§ **Material provided**:
■ ■ ■

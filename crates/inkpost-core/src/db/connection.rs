//! Database connection management

use crate::error::Result;
use rusqlite::Connection;
use std::path::{Path, PathBuf};

use super::migrations;

/// Database wrapper for the local `SQLite` file
pub struct Database {
    conn: Connection,
    path: Option<PathBuf>,
}

impl Database {
    /// Open a database at the given path, creating it if it doesn't exist
    ///
    /// Runs migrations automatically.
    pub fn open(path: impl AsRef<Path>) -> Result<Self> {
        let path = path.as_ref();
        if let Some(parent) = path.parent() {
            if !parent.as_os_str().is_empty() {
                std::fs::create_dir_all(parent)?;
            }
        }

        let conn = Connection::open(path)?;
        let mut database = Self {
            conn,
            path: Some(path.to_path_buf()),
        };
        database.configure()?;
        database.migrate()?;
        tracing::debug!("Opened local store at {}", path.display());
        Ok(database)
    }

    /// Open an in-memory database (useful for testing)
    pub fn open_in_memory() -> Result<Self> {
        let conn = Connection::open_in_memory()?;
        let mut database = Self { conn, path: None };
        database.configure()?;
        database.migrate()?;
        Ok(database)
    }

    /// Configure `SQLite` for durable single-writer use
    fn configure(&self) -> Result<()> {
        // WAL is unavailable for in-memory databases
        if self.path.is_some() {
            self.conn
                .pragma_update_and_check(None, "journal_mode", "WAL", |row| {
                    row.get::<_, String>(0)
                })
                .ok();
        }
        // Every queue write must survive a crash once the call returns
        self.conn.pragma_update(None, "synchronous", "FULL")?;
        self.conn.pragma_update(None, "foreign_keys", "ON")?;
        self.conn.busy_timeout(std::time::Duration::from_secs(5))?;
        Ok(())
    }

    /// Run database migrations
    fn migrate(&mut self) -> Result<()> {
        migrations::run(&mut self.conn)
    }

    /// Path of the backing file, `None` for in-memory databases
    pub fn path(&self) -> Option<&Path> {
        self.path.as_deref()
    }

    /// Get a reference to the underlying connection
    pub const fn connection(&self) -> &Connection {
        &self.conn
    }

    /// Get a mutable reference to the underlying connection (for transactions)
    pub fn connection_mut(&mut self) -> &mut Connection {
        &mut self.conn
    }
}

#[cfg(test)]
mod tests {
    use super::*;
    use tempfile::tempdir;

    #[test]
    fn test_open_in_memory() {
        let db = Database::open_in_memory().unwrap();
        assert!(db.path().is_none());
    }

    #[test]
    fn test_open_creates_parent_directories() {
        let tmp = tempdir().unwrap();
        let db_path = tmp.path().join("nested").join("inkpost.db");

        let db = Database::open(&db_path).unwrap();
        assert_eq!(db.path(), Some(db_path.as_path()));
        assert!(db_path.exists());

        let value: i32 = db
            .connection()
            .query_row("SELECT 1", [], |row| row.get(0))
            .unwrap();
        assert_eq!(value, 1);
    }
}
//! Scripted in-memory blog service for engine tests.

use std::collections::{HashMap, VecDeque};
use std::sync::{Arc, Mutex};
use std::time::Duration;

use async_trait::async_trait;

use crate::models::{Blog, BlogMutationPayload};
use crate::remote::{BlogService, RemoteError, RemoteResult};

#[derive(Debug, Clone, PartialEq, Eq)]
pub enum MockCall {
    Create { title: String },
    Update { blog_id: String, title: String },
    Get { blog_id: String },
}

#[derive(Default)]
struct MockState {
    calls: Vec<MockCall>,
    submit_failures: VecDeque<RemoteError>,
    fetch_failures: HashMap<String, RemoteError>,
    blogs: HashMap<String, Blog>,
    created: u64,
    delay: Option<Duration>,
}

#[derive(Default)]
pub struct MockBlogService {
    state: Mutex<MockState>,
}

impl MockBlogService {
    pub fn new() -> Arc<Self> {
        Arc::new(Self::default())
    }

    /// Fail the next create/update calls, in order, with these errors.
    pub fn fail_submits(&self, errors: impl IntoIterator<Item = RemoteError>) {
        self.state.lock().unwrap().submit_failures.extend(errors);
    }

    pub fn fail_fetch(&self, blog_id: &str, error: RemoteError) {
        self.state
            .lock()
            .unwrap()
            .fetch_failures
            .insert(blog_id.to_string(), error);
    }

    /// Make every call sleep this long before answering.
    pub fn set_delay(&self, delay: Duration) {
        self.state.lock().unwrap().delay = Some(delay);
    }

    pub fn insert_blog(&self, blog: Blog) {
        self.state
            .lock()
            .unwrap()
            .blogs
            .insert(blog.id.clone(), blog);
    }

    /// Serve `blog` when it is requested as `requested_id`.
    pub fn insert_blog_as(&self, requested_id: &str, blog: Blog) {
        self.state
            .lock()
            .unwrap()
            .blogs
            .insert(requested_id.to_string(), blog);
    }

    pub fn calls(&self) -> Vec<MockCall> {
        self.state.lock().unwrap().calls.clone()
    }

    /// Titles of submitted payloads, in call order.
    pub fn submitted_titles(&self) -> Vec<String> {
        self.calls()
            .into_iter()
            .filter_map(|call| match call {
                MockCall::Create { title } | MockCall::Update { title, .. } => Some(title),
                MockCall::Get { .. } => None,
            })
            .collect()
    }

    pub fn fetch_count(&self) -> usize {
        self.calls()
            .iter()
            .filter(|call| matches!(call, MockCall::Get { .. }))
            .count()
    }

    async fn record(&self, call: MockCall) {
        let delay = {
            let mut state = self.state.lock().unwrap();
            state.calls.push(call);
            state.delay
        };
        if let Some(delay) = delay {
            tokio::time::sleep(delay).await;
        }
    }

    fn save(&self, blog_id: String, payload: &BlogMutationPayload) -> RemoteResult<Blog> {
        let mut state = self.state.lock().unwrap();
        if let Some(error) = state.submit_failures.pop_front() {
            return Err(error);
        }
        let blog = Blog::from_payload(blog_id, payload);
        state.blogs.insert(blog.id.clone(), blog.clone());
        Ok(blog)
    }
}

#[async_trait]
impl BlogService for MockBlogService {
    async fn create_blog(&self, payload: &BlogMutationPayload) -> RemoteResult<Blog> {
        self.record(MockCall::Create {
            title: payload.title.clone(),
        })
        .await;
        let blog_id = {
            let mut state = self.state.lock().unwrap();
            state.created += 1;
            format!("blog-{}", state.created)
        };
        self.save(blog_id, payload)
    }

    async fn update_blog(
        &self,
        blog_id: &str,
        payload: &BlogMutationPayload,
    ) -> RemoteResult<Blog> {
        self.record(MockCall::Update {
            blog_id: blog_id.to_string(),
            title: payload.title.clone(),
        })
        .await;
        self.save(blog_id.to_string(), payload)
    }

    async fn get_blog_by_id(&self, blog_id: &str) -> RemoteResult<Blog> {
        self.record(MockCall::Get {
            blog_id: blog_id.to_string(),
        })
        .await;
        let state = self.state.lock().unwrap();
        if let Some(error) = state.fetch_failures.get(blog_id) {
            return Err(error.clone());
        }
        state
            .blogs
            .get(blog_id)
            .cloned()
            .ok_or_else(|| RemoteError::NotFound(format!("blog {blog_id}")))
    }
}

■ ■ ■

§ **Assigned task**: Give the entries once more, exactly as they appear.

§ **Result below**:
filename crates/inkpost-core/src/db/connection.rs
//! Database connection management

use crate::error::Result;
use rusqlite::Connection;
use std::path::{Path, PathBuf};

use super::migrations;

/// Database wrapper for the local `SQLite` file
pub struct Database {
    conn: Connection,
    path: Option<PathBuf>,
}

impl Database {
    /// Open a database at the given path, creating it if it doesn't exist
    ///
    /// Runs migrations automatically.
    pub fn open(path: impl AsRef<Path>) -> Result<Self> {
        let path = path.as_ref();
        if let Some(parent) = path.parent() {
            if !parent.as_os_str().is_empty() {
                std::fs::create_dir_all(parent)?;
            }
        }

        let conn = Connection::open(path)?;
        let mut database = Self {
            conn,
            path: Some(path.to_path_buf()),
        };
        database.configure()?;
        database.migrate()?;
        tracing::debug!("Opened local store at {}", path.display());
        Ok(database)
    }

    /// Open an in-memory database (useful for testing)
    pub fn open_in_memory() -> Result<Self> {
        let conn = Connection::open_in_memory()?;
        let mut database = Self { conn, path: None };
        database.configure()?;
        database.migrate()?;
        Ok(database)
    }

    /// Configure `SQLite` for durable single-writer use
    fn configure(&self) -> Result<()> {
        // WAL is unavailable for in-memory databases
        if self.path.is_some() {
            self.conn
                .pragma_update_and_check(None, "journal_mode", "WAL", |row| {
                    row.get::<_, String>(0)
                })
                .ok();
        }
        // Every queue write must survive a crash once the call returns
        self.conn.pragma_update(None, "synchronous", "FULL")?;
        self.conn.pragma_update(None, "foreign_keys", "ON")?;
        self.conn.busy_timeout(std::time::Duration::from_secs(5))?;
        Ok(())
    }

    /// Run database migrations
    fn migrate(&mut self) -> Result<()> {
        migrations::run(&mut self.conn)
    }

    /// Path of the backing file, `None` for in-memory databases
    pub fn path(&self) -> Option<&Path> {
        self.path.as_deref()
    }

    /// Get a reference to the underlying connection
    pub const fn connection(&self) -> &Connection {
        &self.conn
    }

    /// Get a mutable reference to the underlying connection (for transactions)
    pub fn connection_mut(&mut self) -> &mut Connection {
        &mut self.conn
    }
}

#[cfg(test)]
mod tests {
    use super::*;
    use tempfile::tempdir;

    #[test]
    fn test_open_in_memory() {
        let db = Database::open_in_memory().unwrap();
        assert!(db.path().is_none());
    }

    #[test]
    fn test_open_creates_parent_directories() {
        let tmp = tempdir().unwrap();
        let db_path = tmp.path().join("nested").join("inkpost.db");

        let db = Database::open(&db_path).unwrap();
        assert_eq!(db.path(), Some(db_path.as_path()));
        assert!(db_path.exists());

        let value: i32 = db
            .connection()
            .query_row("SELECT 1", [], |row| row.get(0))
            .unwrap();
        assert_eq!(value, 1);
    }
}
//! Scripted in-memory blog service for engine tests.

use std::collections::{HashMap, VecDeque};
use std::sync::{Arc, Mutex};
use std::time::Duration;

use async_trait::async_trait;

use crate::models::{Blog, BlogMutationPayload};
use crate::remote::{BlogService, RemoteError, RemoteResult};

#[derive(Debug, Clone, PartialEq, Eq)]
pub enum MockCall {
    Create { title: String },
    Update { blog_id: String, title: String },
    Get { blog_id: String },
}

#[derive(Default)]
struct MockState {
    calls: Vec<MockCall>,
    submit_failures: VecDeque<RemoteError>,
    fetch_failures: HashMap<String, RemoteError>,
    blogs: HashMap<String, Blog>,
    created: u64,
    delay: Option<Duration>,
}

#[derive(Default)]
pub struct MockBlogService {
    state: Mutex<MockState>,
}

impl MockBlogService {
    pub fn new() -> Arc<Self> {
        Arc::new(Self::default())
    }

    /// Fail the next create/update calls, in order, with these errors.
    pub fn fail_submits(&self, errors: impl IntoIterator<Item = RemoteError>) {
        self.state.lock().unwrap().submit_failures.extend(errors);
    }

    pub fn fail_fetch(&self, blog_id: &str, error: RemoteError) {
        self.state
            .lock()
            .unwrap()
            .fetch_failures
            .insert(blog_id.to_string(), error);
    }

    /// Make every call sleep this long before answering.
    pub fn set_delay(&self, delay: Duration) {
        self.state.lock().unwrap().delay = Some(delay);
    }

    pub fn insert_blog(&self, blog: Blog) {
        self.state
            .lock()
            .unwrap()
            .blogs
            .insert(blog.id.clone(), blog);
    }

    /// Serve `blog` when it is requested as `requested_id`.
    pub fn insert_blog_as(&self, requested_id: &str, blog: Blog) {
        self.state
            .lock()
            .unwrap()
            .blogs
            .insert(requested_id.to_string(), blog);
    }

    pub fn calls(&self) -> Vec<MockCall> {
        self.state.lock().unwrap().calls.clone()
    }

    /// Titles of submitted payloads, in call order.
    pub fn submitted_titles(&self) -> Vec<String> {
        self.calls()
            .into_iter()
            .filter_map(|call| match call {
                MockCall::Create { title } | MockCall::Update { title, .. } => Some(title),
                MockCall::Get { .. } => None,
            })
            .collect()
    }

    pub fn fetch_count(&self) -> usize {
        self.calls()
            .iter()
            .filter(|call| matches!(call, MockCall::Get { .. }))
            .count()
    }

    async fn record(&self, call: MockCall) {
        let delay = {
            let mut state = self.state.lock().unwrap();
            state.calls.push(call);
            state.delay
        };
        if let Some(delay) = delay {
            tokio::time::sleep(delay).await;
        }
    }

    fn save(&self, blog_id: String, payload: &BlogMutationPayload) -> RemoteResult<Blog> {
        let mut state = self.state.lock().unwrap();
        if let Some(error) = state.submit_failures.pop_front() {
            return Err(error);
        }
        let blog = Blog::from_payload(blog_id, payload);
        state.blogs.insert(blog.id.clone(), blog.clone());
        Ok(blog)
    }
}

#[async_trait]
impl BlogService for MockBlogService {
    async fn create_blog(&self, payload: &BlogMutationPayload) -> RemoteResult<Blog> {
        self.record(MockCall::Create {
            title: payload.title.clone(),
        })
        .await;
        let blog_id = {
            let mut state = self.state.lock().unwrap();
            state.created += 1;
            format!("blog-{}", state.created)
        };
        self.save(blog_id, payload)
    }

    async fn update_blog(
        &self,
        blog_id: &str,
        payload: &BlogMutationPayload,
    ) -> RemoteResult<Blog> {
        self.record(MockCall::Update {
            blog_id: blog_id.to_string(),
            title: payload.title.clone(),
        })
        .await;
        self.save(blog_id.to_string(), payload)
    }

    async fn get_blog_by_id(&self, blog_id: &str) -> RemoteResult<Blog> {
        self.record(MockCall::Get {
            blog_id: blog_id.to_string(),
        })
        .await;
        let state = self.state.lock().unwrap();
        if let Some(error) = state.fetch_failures.get(blog_id) {
            return Err(error.clone());
        }
        state
            .blogs
            .get(blog_id)
            .cloned()
            .ok_or_else(|| RemoteError::NotFound(format!("blog {blog_id}")))
    }
}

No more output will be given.